Go up and down the roster and Houston looks better at nearly every spot than it was a season ago. Aaron Brooks and Kyle Lowry are now the point guard combo, replacing Alston and Bobby Jackson, and that has to be considered an upgrade. This season's Luis Scola is better than last season's Scola. Carl Landry was battling a sore knee at this time last year; now he's back and playing very well. Von Wafer is better than Luther Head. Chuck Hayes and Shane Battier are no better than a season ago, but no worse, either.

The only big difference is that they don't have Dikembe Mutombo around to protect the middle; instead, shooting specialist Brian Cook is the fourth big man in the rotation.

So we shouldn't have expected the Rockets to be toast just because of who was on the sideline; the players remaining on the court have shown they can be a pretty effective force despite a lack of marquee names. Sunday's lopsided win only proved it.

That said, let's now tackle the other side of the equation: The Lakers.

With as bad as they looked on Sunday, the prevailing opinion on L.A. is that they don't look anywhere near championship material -- in fact, that they're the third-best team in these playoffs behind Cleveland and Denver.

That may well prove to be true, but before we get too far along in writing them off, perhaps we should consult some history books. The NBA landscape is littered with champions who looked nothing like the part midway through the second round.

Let me remind you of the history of our past six champions:

• A year ago, Boston reached this point in the playoffs with a sterling 6-5 mark against two teams that had allowed more points than they'd scored in the regular season. Following a second straight double-digit loss to Cleveland, commentators openly questioned the ability of Ray Allen and Kevin Garnett to deliver in the clutch.

• A year earlier, the Spurs lost Game 4 at home to Phoenix to even the series 2-2, and didn't have home-court advantage. It took the controversial suspensions of Amare Stoudemire and Boris Diaw a day later to propel them toward the title.

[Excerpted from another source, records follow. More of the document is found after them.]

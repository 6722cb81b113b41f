//! Time abstraction for testability.
//!
//! This module provides a [`Sleeper`] trait that allows injecting instant
//! sleepers in tests while using real tokio timers in production.

use std::sync::{Arc, Mutex, PoisonError};
use std::time::Duration;

/// Abstraction over async sleeping.
///
/// The dispatch loop suspends twice per attempt at most: the pacing delay
/// and the rate-limit cooldown. Both go through this trait so tests can
/// observe the requested durations without waiting for them.
///
/// # Example
///
/// ```
/// use hook_pacer::time::{Sleeper, TokioSleeper};
/// use std::time::Duration;
///
/// # async fn example() {
/// TokioSleeper.sleep(Duration::from_millis(10)).await;
/// # }
/// ```
pub trait Sleeper: Send + Sync {
    /// Suspends for the given duration.
    fn sleep(&self, duration: Duration) -> impl std::future::Future<Output = ()> + Send;
}

/// Production sleeper backed by [`tokio::time::sleep`].
#[derive(Debug, Clone, Copy, Default)]
pub struct TokioSleeper;

impl Sleeper for TokioSleeper {
    async fn sleep(&self, duration: Duration) {
        tokio::time::sleep(duration).await;
    }
}

/// Sleeper that returns immediately and records every requested duration.
///
/// Clones share the same record, so a test can keep one handle while the
/// dispatcher owns the other.
#[derive(Debug, Clone, Default)]
pub struct InstantSleeper {
    recorded: Arc<Mutex<Vec<Duration>>>,
}

impl InstantSleeper {
    /// Creates a sleeper with an empty record.
    #[must_use]
    pub fn new() -> Self {
        Self::default()
    }

    /// Returns every duration requested so far, in order.
    #[must_use]
    pub fn recorded(&self) -> Vec<Duration> {
        self.recorded
            .lock()
            .unwrap_or_else(PoisonError::into_inner)
            .clone()
    }
}

impl Sleeper for InstantSleeper {
    async fn sleep(&self, duration: Duration) {
        self.recorded
            .lock()
            .unwrap_or_else(PoisonError::into_inner)
            .push(duration);
        tokio::task::yield_now().await;
    }
}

• In 2006, Miami had lost twice to Chicago in the opening round and dropped the opener of Round 2 to New Jersey before rallying toward the title. Like this season's Lakers squad, the Heat were seen as horrific underachievers at the time.

• The 2005 Spurs reached this point tied 2-2 with the Sonics in a rough, physical series in which the Sonics got under the Spurs' skin. It's easy to forget now, but a sizable contingent of media already had their golf clubs and Coppertone packed for a Phoenix-Miami Finals.

• In 2004, the Pistons were in even worse shape. Not only were they tied 2-2 with the Nets after a second straight one-sided loss in the Swamp, they went on to lose Game 5 at home because they couldn't contain Brian freaking Scalabrine. Still, they went on to win it.

• In 2003, San Antonio also found itself knotted at 2-2 against three-time defending champion L.A. -- in fact at this point in the postseason the Spurs' record was just 6-4, and lot of critics were pointing to their alleged softness as a reason they wouldn't prevail.

Six straight champions had adversity staring them in the face at this point in the playoffs; not since the Lakers' three-peat have we seen a champion get through a second-round series without having to answer a lot of questions along the way.

Yes, the Lakers looked awful in Game 4. Uninspired, nonchalant, entitled ... you name it and the adjective fits. And yes, obviously, that's a worrying sign.

But no, this doesn't mean we get to write them off as a title contender. Recent NBA history is positively littered with examples like theirs -- in fact it seems to be a more common path to glory than the ones Cleveland and Denver have embarked upon thus far.

So while Houston shouldn't be feeling jolly about losing Yao Ming and L.A. can't be too excited about Sunday's performance, there are precedents for each being a much less cataclysmic event than we might think. Their paths just got harder, for sure, but it's definitely not over.